Multicollinearity

Multicollinearity is a phenomenon in which two or more independent variables, used collectively to model a dependent variable, are highly correlated with one another (they can be linearly predicted from each other) [1]. For example, if canopy height and volume are highly correlated, using them both for modeling yield will suffer from multicollinearity issues. Multicollinearity adversely affects the statistical significance of the independent variables in common methods of regression analysis, such as least squares, and causes drastic fluctuations in estimated coefficients and weakens the statistical power[2]. When the number of independent variables is limited, understanding and handling multicollinearity is relatively simple, and in some cases, its effects are negligible since the model prediction is not affected. However, increasing the number of input variables makes the multicollinearity issue rather tricky. For example, hyperspectral data contain hundreds of highly correlated bands that should be handled before modeling. Usually, this leads to feature selection and feature engineering techniques that are discussed in the next section.

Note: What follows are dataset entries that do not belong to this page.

//! In-process WebSocket node for integration tests.
//!
//! Speaks the same request/response protocol as a real node: requests
//! carry `id` and `command`, responses echo the `id` with a `status` and
//! either a `result` payload or an `error` code. State is a flat map of
//! accounts plus a log of validated transactions, enough to exercise the
//! full submit/poll/refresh pipeline without a ledger.

use std::collections::HashMap;
use std::sync::{Arc, Mutex};

use futures_util::{SinkExt, StreamExt};
use serde_json::{json, Value};
use tokio::net::{TcpListener, TcpStream};
use tokio_tungstenite::{accept_async, tungstenite::Message};

use mptw_client::SessionConfig;
use mptw_crypto::hash_transaction;

#[derive(Default)]
pub struct NodeState {
    /// address -> (balance in drops, sequence)
    pub accounts: HashMap<String, (u128, u32)>,
    /// tx hash -> final result code
    pub txs: HashMap<String, String>,
    pub ledger_index: u64,
    /// When set, every submitted transaction validates with this code.
    pub reject_code: Option<String>,
    /// The last transaction JSON decoded from a submitted blob.
    pub last_submitted: Option<Value>,
}

pub struct MockNode {
    pub url: String,
    pub state: Arc<Mutex<NodeState>>,
}

impl MockNode {
    pub async fn start() -> Self {
        let listener = TcpListener::bind("127.0.0.1:0").await.unwrap();
        let url = format!("ws://{}", listener.local_addr().unwrap());
        let state = Arc::new(Mutex::new(NodeState {
            ledger_index: 1,
            ..NodeState::default()
        }));

        let accept_state = state.clone();
        tokio::spawn(async move {
            while let Ok((stream, _)) = listener.accept().await {
                tokio::spawn(serve_connection(stream, accept_state.clone()));
            }
        });

        Self { url, state }
    }

    /// Seed an account directly into ledger state.
    pub fn credit(&self, address: &str, balance: u128, sequence: u32) {
        self.state
            .lock()
            .unwrap()
            .accounts
            .insert(address.to_string(), (balance, sequence));
    }

    pub fn balance(&self, address: &str) -> Option<u128> {
        self.state
            .lock()
            .unwrap()
            .accounts
            .get(address)
            .map(|(b, _)| *b)
    }

    pub fn reject_with(&self, code: &str) {
        self.state.lock().unwrap().reject_code = Some(code.to_string());
    }

    pub fn last_submitted(&self) -> Option<Value> {
        self.state.lock().unwrap().last_submitted.clone()
    }

    /// A session config pointed at this node with test-friendly timings.
    pub fn config(&self) -> SessionConfig {
        SessionConfig {
            endpoint: self.url.clone(),
            request_timeout_secs: 5,
            finality_attempts: 10,
            finality_interval_ms: 10,
            settle_attempts: 3,
            settle_interval_ms: 10,
            ..SessionConfig::default()
        }
    }
}

async fn serve_connection(stream: TcpStream, state: Arc<Mutex<NodeState>>) {
    let Ok(mut ws) = accept_async(stream).await else {
        return;
    };

    while let Some(Ok(msg)) = ws.next().await {
        let Message::Text(text) = msg else {
            continue;
        };
        let Ok(request) = serde_json::from_str::<Value>(&text) else {
            continue;
        };
        let response = dispatch(&request, &state);
        if ws.send(Message::Text(response.to_string())).await.is_err() {
            return;
        }
    }
}

fn dispatch(request: &Value, state: &Arc<Mutex<NodeState>>) -> Value {
    let id = request.get("id").cloned().unwrap_or(Value::Null);
    let command = request.get("command").and_then(Value::as_str).unwrap_or("");
    let mut state = state.lock().unwrap();

    let outcome = match command {
        "account_info" => account_info(request, &state),
        "fee" => Ok(json!({ "drops": { "base_fee": "10" } })),
        "submit" => submit(request, &mut state),
        "tx" => tx_status(request, &state),
        "ledger" => Ok(json!({ "ledger": { "ledger_index": state.ledger_index } })),
        "ledger_accept" => {
            state.ledger_index += 1;
            Ok(json!({ "ledger_current_index": state.ledger_index }))
        }
        _ => Err("unknownCmd"),
    };

    match outcome {
        Ok(result) => json!({ "id": id, "status": "success", "result": result }),
        Err(code) => json!({ "id": id, "status": "error", "error": code }),
    }
}

fn account_info(request: &Value, state: &NodeState) -> Result<Value, &'static str> {
    let address = request
        .get("account")
        .and_then(Value::as_str)
        .ok_or("invalidParams")?;
    let (balance, sequence) = state.accounts.get(address).ok_or("actNotFound")?;
    Ok(json!({
        "account_data": {
            "Balance": balance.to_string(),
            "Sequence": sequence,
        }
    }))
}

fn submit(request: &Value, state: &mut NodeState) -> Result<Value, &'static str> {
    let blob = request
        .get("tx_blob")
        .and_then(Value::as_str)
        .ok_or("invalidParams")?;
    let tx: Value = serde_json::from_str(blob).map_err(|_| "invalidTransaction")?;
    let hash = hash_transaction(blob.as_bytes()).to_string();

    let code = state
        .reject_code
        .clone()
        .unwrap_or_else(|| "tesSUCCESS".to_string());

    if code == "tesSUCCESS" {
        apply_transaction(&tx, state);
    }
    state.txs.insert(hash, code.clone());
    state.last_submitted = Some(tx);
    Ok(json!({ "engine_result": code }))
}

/// Bump the sender's sequence; for native payments also move the drops.
fn apply_transaction(tx: &Value, state: &mut NodeState) {
    if let Some(sender) = tx.get("Account").and_then(Value::as_str) {
        if let Some(entry) = state.accounts.get_mut(sender) {
            entry.1 += 1;
        }
    }

    let native_drops = tx
        .get("Amount")
        .and_then(Value::as_str)
        .and_then(|s| s.parse::<u128>().ok());
    if let (Some(drops), Some(dest)) = (native_drops, tx.get("Destination").and_then(Value::as_str))
    {
        if let Some(sender) = tx.get("Account").and_then(Value::as_str) {
            if let Some(entry) = state.accounts.get_mut(sender) {
                entry.0 = entry.0.saturating_sub(drops);
            }
        }
        let dest_entry = state.accounts.entry(dest.to_string()).or_insert((0, 1));
        dest_entry.0 += drops;
    }
}

fn tx_status(request: &Value, state: &NodeState) -> Result<Value, &'static str> {
    let hash = request
        .get("transaction")
        .and_then(Value::as_str)
        .ok_or("invalidParams")?;
    let code = state.txs.get(hash).ok_or("txnNotFound")?;
    Ok(json!({
        "validated": true,
        "meta": { "TransactionResult": code }
    }))
}
//! Account address derivation from public keys.
//!
//! Address format: `mpt_` + base32(public_key, 52 chars) + base32(checksum, 8 chars)
//!
//! Checksum: first 5 bytes of Blake2b-256(public_key).
//! Base32 alphabet avoids visually ambiguous characters (0/O, 2/Z, l/I, v).

use mptw_types::{Address, PublicKey};

use crate::hash::blake2b_256;

const ALPHABET: &[u8; 32] = b"13456789abcdefghijkmnopqrstuwxyz";

/// Characters encoding the 256-bit public key: ceil(256 / 5).
const PUBKEY_CHARS: usize = 52;
/// Characters encoding the 40-bit checksum: 40 / 5.
const CHECKSUM_CHARS: usize = 8;
/// Checksum length in bytes.
const CHECKSUM_BYTES: usize = 5;

fn alphabet_index(c: u8) -> Option<u64> {
    ALPHABET.iter().position(|&a| a == c).map(|i| i as u64)
}

/// Encode bytes as base32, padding the final character with zero bits.
fn encode_base32(bytes: &[u8]) -> String {
    let mut out = String::with_capacity(bytes.len() * 8 / 5 + 1);
    let mut acc: u64 = 0;
    let mut bits = 0u32;

    for &byte in bytes {
        acc = (acc << 8) | byte as u64;
        bits += 8;
        while bits >= 5 {
            bits -= 5;
            out.push(ALPHABET[((acc >> bits) & 0x1f) as usize] as char);
        }
    }
    if bits > 0 {
        out.push(ALPHABET[((acc << (5 - bits)) & 0x1f) as usize] as char);
    }
    out
}

/// Decode a base32 string into `n` bytes. Returns `None` on invalid
/// characters or if the string carries fewer than `n` bytes of data.
fn decode_base32(s: &str, n: usize) -> Option<Vec<u8>> {
    let mut out = Vec::with_capacity(n);
    let mut acc: u64 = 0;
    let mut bits = 0u32;

    for c in s.bytes() {
        acc = (acc << 5) | alphabet_index(c)?;
        bits += 5;
        if bits >= 8 {
            bits -= 8;
            if out.len() < n {
                out.push((acc >> bits) as u8);
            }
        }
    }
    (out.len() == n).then_some(out)
}

fn checksum(public_key: &PublicKey) -> [u8; CHECKSUM_BYTES] {
    let digest = blake2b_256(&public_key.0);
    let mut out = [0u8; CHECKSUM_BYTES];
    out.copy_from_slice(&digest[..CHECKSUM_BYTES]);
    out
}

/// Derive the address for a public key.
pub fn derive_address(public_key: &PublicKey) -> Address {
    let mut encoded = String::with_capacity(Address::PREFIX.len() + PUBKEY_CHARS + CHECKSUM_CHARS);
    encoded.push_str(Address::PREFIX);
    encoded.push_str(&encode_base32(&public_key.0));
    encoded.push_str(&encode_base32(&checksum(public_key)));
    Address::new(encoded)
}

/// Decode an address back into its public key, verifying the checksum.
pub fn decode_address(address: &Address) -> Option<PublicKey> {
    let body = address.as_str().strip_prefix(Address::PREFIX)?;
    if body.len() != PUBKEY_CHARS + CHECKSUM_CHARS {
        return None;
    }

    let key_bytes = decode_base32(&body[..PUBKEY_CHARS], 32)?;
    let mut key = [0u8; 32];
    key.copy_from_slice(&key_bytes);
    let public_key = PublicKey(key);

    let check = decode_base32(&body[PUBKEY_CHARS..], CHECKSUM_BYTES)?;
    (check == checksum(&public_key)).then_some(public_key)
}

/// Whether a raw string is a well-formed address with a valid checksum.
pub fn validate_address(raw: &str) -> bool {
    if !raw.starts_with(Address::PREFIX) {
        return false;
    }
    decode_address(&Address::new(raw.to_string())).is_some()
}

#[cfg(test)]
mod tests {
    use super::*;
    use crate::keys::{generate_keypair, keypair_from_seed};

    #[test]
    fn derive_roundtrip() {
        let kp = generate_keypair();
        let addr = derive_address(&kp.public);
        assert_eq!(decode_address(&addr), Some(kp.public));
    }

    #[test]
    fn derived_address_shape() {
        let kp = keypair_from_seed(&[7u8; 32]);
        let addr = derive_address(&kp.public);
        assert!(addr.as_str().starts_with("mpt_"));
        assert_eq!(addr.as_str().len(), 4 + 52 + 8);
    }

    #[test]
    fn derivation_is_deterministic() {
        let kp = keypair_from_seed(&[12u8; 32]);
        assert_eq!(derive_address(&kp.public), derive_address(&kp.public));
    }

    #[test]
    fn corrupted_checksum_rejected() {
        let kp = generate_keypair();
        let addr = derive_address(&kp.public);
        let mut chars: Vec<char> = addr.as_str().chars().collect();
        let last = chars.len() - 1;
        chars[last] = if chars[last] == '1' { '3' } else { '1' };
        let corrupted: String = chars.into_iter().collect();
        assert!(!validate_address(&corrupted));
    }

    #[test]
    fn validate_rejects_garbage() {
        assert!(!validate_address("mpt_short"));
        assert!(!validate_address("brn_notours"));
        assert!(!validate_address(""));
    }

    #[test]
    fn distinct_keys_distinct_addresses() {
        let a = derive_address(&keypair_from_seed(&[1u8; 32]).public);
        let b = derive_address(&keypair_from_seed(&[2u8; 32]).public);
        assert_ne!(a, b);
    }
}
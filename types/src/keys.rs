//! Cryptographic key types for account identity and signing.

use serde::{Deserialize, Deserializer, Serialize, Serializer};
use zeroize::{Zeroize, ZeroizeOnDrop};

/// A 32-byte Ed25519 public key.
#[derive(Clone, Debug, PartialEq, Eq, Hash, Serialize, Deserialize)]
pub struct PublicKey(pub [u8; 32]);

/// A 32-byte Ed25519 private key (secret scalar).
///
/// This type intentionally does not implement `Debug`, `Serialize`, or `Clone`
/// to prevent accidental exposure. Key bytes are zeroized on drop.
#[derive(Zeroize, ZeroizeOnDrop)]
pub struct PrivateKey(pub [u8; 32]);

/// An Ed25519 key pair: the signing authority for one account.
pub struct KeyPair {
    pub public: PublicKey,
    pub private: PrivateKey,
}

/// A 64-byte Ed25519 signature.
#[derive(Clone, Debug, PartialEq, Eq)]
pub struct Signature(pub [u8; 64]);

impl Serialize for Signature {
    fn serialize<S: Serializer>(&self, serializer: S) -> Result<S::Ok, S::Error> {
        serializer.serialize_bytes(&self.0)
    }
}

impl<'de> Deserialize<'de> for Signature {
    fn deserialize<D: Deserializer<'de>>(deserializer: D) -> Result<Self, D::Error> {
        struct SigVisitor;

        impl<'de> serde::de::Visitor<'de> for SigVisitor {
            type Value = Signature;

            fn expecting(&self, f: &mut std::fmt::Formatter) -> std::fmt::Result {
                write!(f, "64 bytes")
            }

            fn visit_bytes<E: serde::de::Error>(self, v: &[u8]) -> Result<Self::Value, E> {
                let arr: [u8; 64] = v
                    .try_into()
                    .map_err(|_| E::invalid_length(v.len(), &self))?;
                Ok(Signature(arr))
            }

            fn visit_seq<A: serde::de::SeqAccess<'de>>(
                self,
                mut seq: A,
            ) -> Result<Self::Value, A::Error> {
                let mut arr = [0u8; 64];
                for (i, byte) in arr.iter_mut().enumerate() {
                    *byte = seq
                        .next_element()?
                        .ok_or_else(|| serde::de::Error::invalid_length(i, &self))?;
                }
                Ok(Signature(arr))
            }
        }

        deserializer.deserialize_bytes(SigVisitor)
    }
}
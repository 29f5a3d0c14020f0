//! Ed25519 key generation.

use ed25519_dalek::SigningKey;
use mptw_types::{KeyPair, PrivateKey, PublicKey};
use rand::rngs::OsRng;

/// Generate a new Ed25519 key pair from a secure random source.
pub fn generate_keypair() -> KeyPair {
    let signing_key = SigningKey::generate(&mut OsRng);
    let verifying_key = signing_key.verifying_key();
    KeyPair {
        public: PublicKey(verifying_key.to_bytes()),
        private: PrivateKey(signing_key.to_bytes()),
    }
}

/// Derive the public key from a private key.
pub fn public_from_private(private: &PrivateKey) -> PublicKey {
    let signing_key = SigningKey::from_bytes(&private.0);
    PublicKey(signing_key.verifying_key().to_bytes())
}

/// Reconstruct a full key pair from a private key.
pub fn keypair_from_private(private: PrivateKey) -> KeyPair {
    let public = public_from_private(&private);
    KeyPair { public, private }
}

/// Derive a key pair from a 32-byte seed (deterministic).
pub fn keypair_from_seed(seed: &[u8; 32]) -> KeyPair {
    let signing_key = SigningKey::from_bytes(seed);
    KeyPair {
        public: PublicKey(signing_key.verifying_key().to_bytes()),
        private: PrivateKey(signing_key.to_bytes()),
    }
}
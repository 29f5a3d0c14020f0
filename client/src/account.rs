//! Cached on-ledger state of the active account.
//!
//! Identity only: the key material that can sign for this account lives
//! in the session's signer, not here.

use serde::Serialize;

use mptw_types::{Address, Amount, PublicKey};

use crate::rpc::AccountData;

/// The active account's identity and last-synchronized ledger state.
#[derive(Clone, Debug, PartialEq, Serialize)]
pub struct Account {
    pub address: Address,
    pub public_key: PublicKey,
    /// Native balance at the last refresh.
    pub balance: Amount,
    /// Sequence the ledger expects on this account's next transaction.
    /// Staleness here surfaces as a ledger rejection; it is never guessed.
    pub sequence: u32,
}

impl Account {
    /// A freshly created or loaded account, before any ledger sync.
    pub fn new(address: Address, public_key: PublicKey) -> Self {
        Self {
            address,
            public_key,
            balance: Amount::ZERO,
            sequence: 0,
        }
    }

    /// Overwrite cached state from an `account_info` response.
    ///
    /// An unparseable balance is treated as unfunded rather than an error;
    /// the node is the authority and the cache only mirrors it.
    pub fn apply_info(&mut self, data: &AccountData) {
        self.balance = Amount::parse_drops(&data.balance).unwrap_or(Amount::ZERO);
        self.sequence = data.sequence;
    }

    /// Reset to the unfunded default (address not yet known to the
    /// ledger, common right after generation).
    pub fn reset_unfunded(&mut self) {
        self.balance = Amount::ZERO;
        self.sequence = 0;
    }
}
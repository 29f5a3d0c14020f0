//! Ed25519 message signing and verification.

use ed25519_dalek::{Signer, SigningKey, Verifier, VerifyingKey};
use mptw_types::{PrivateKey, PublicKey, Signature};

/// Sign a message with a private key, returning the signature.
pub fn sign_message(message: &[u8], private_key: &PrivateKey) -> Signature {
    let signing_key = SigningKey::from_bytes(&private_key.0);
    Signature(signing_key.sign(message).to_bytes())
}

/// Verify a signature against a message and public key.
///
/// Returns `true` if the signature is valid, `false` otherwise.
pub fn verify_signature(message: &[u8], signature: &Signature, public_key: &PublicKey) -> bool {
    let Ok(verifying_key) = VerifyingKey::from_bytes(&public_key.0) else {
        return false;
    };
    let dalek_sig = ed25519_dalek::Signature::from_bytes(&signature.0);
    verifying_key.verify(message, &dalek_sig).is_ok()
}

#[cfg(test)]
mod tests {
    use super::*;
    use crate::keys::{generate_keypair, keypair_from_seed};

    #[test]
    fn sign_and_verify() {
        let kp = generate_keypair();
        let msg = b"payment to mpt_abc";
        let sig = sign_message(msg, &kp.private);
        assert!(verify_signature(msg, &sig, &kp.public));
    }

    #[test]
    fn wrong_message_fails() {
        let kp = generate_keypair();
        let sig = sign_message(b"correct message", &kp.private);
        assert!(!verify_signature(b"wrong message", &sig, &kp.public));
    }

    #[test]
    fn wrong_key_fails() {
        let kp1 = generate_keypair();
        let kp2 = generate_keypair();
        let sig = sign_message(b"msg", &kp1.private);
        assert!(!verify_signature(b"msg", &sig, &kp2.public));
    }

    #[test]
    fn signature_deterministic() {
        let kp = keypair_from_seed(&[99u8; 32]);
        let sig1 = sign_message(b"deterministic", &kp.private);
        let sig2 = sign_message(b"deterministic", &kp.private);
        assert_eq!(sig1, sig2);
    }
}
//! Cryptographic primitives for the MPT wallet.
//!
//! - **Ed25519** for transaction signing and verification
//! - **Blake2b** for transaction hashing
//! - Address derivation with `mpt_` prefix and base32 encoding
//! - BIP39 mnemonic key derivation

pub mod address;
pub mod hash;
pub mod keys;
pub mod mnemonic;
pub mod sign;

pub use address::{decode_address, derive_address, validate_address};
pub use hash::{blake2b_256, hash_transaction};
pub use keys::{
    generate_keypair, keypair_from_private, keypair_from_seed, public_from_private,
};
pub use mnemonic::{generate_mnemonic, keypair_from_mnemonic, validate_mnemonic, MnemonicError};
pub use sign::{sign_message, verify_signature};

When using machine learning techniques, however, the multicollinearity issue might not be as severe as conventional statistical models due to their working principles, but if not eliminated, it adds to the problems complexity, fluctuations in predictions, and overfitting[3].

References

[1]       M. P. Allen, “The problem of multicollinearity,” Understanding regression analysis, pp. 176–180, 1997.

[2]       M. H. Kutner, C. J. Nachtsheim, J. Neter, and W. Li, Applied linear statistical models, vol. 5. McGraw-Hill Irwin New York, 2005.

[3]       A. Garg and K. Tai, “Comparison of statistical and machine learning methods in modelling of data with multicollinearity,” International Journal of Modelling, Identification and Control, vol. 18, no. 4, pp. 295–312, 2013.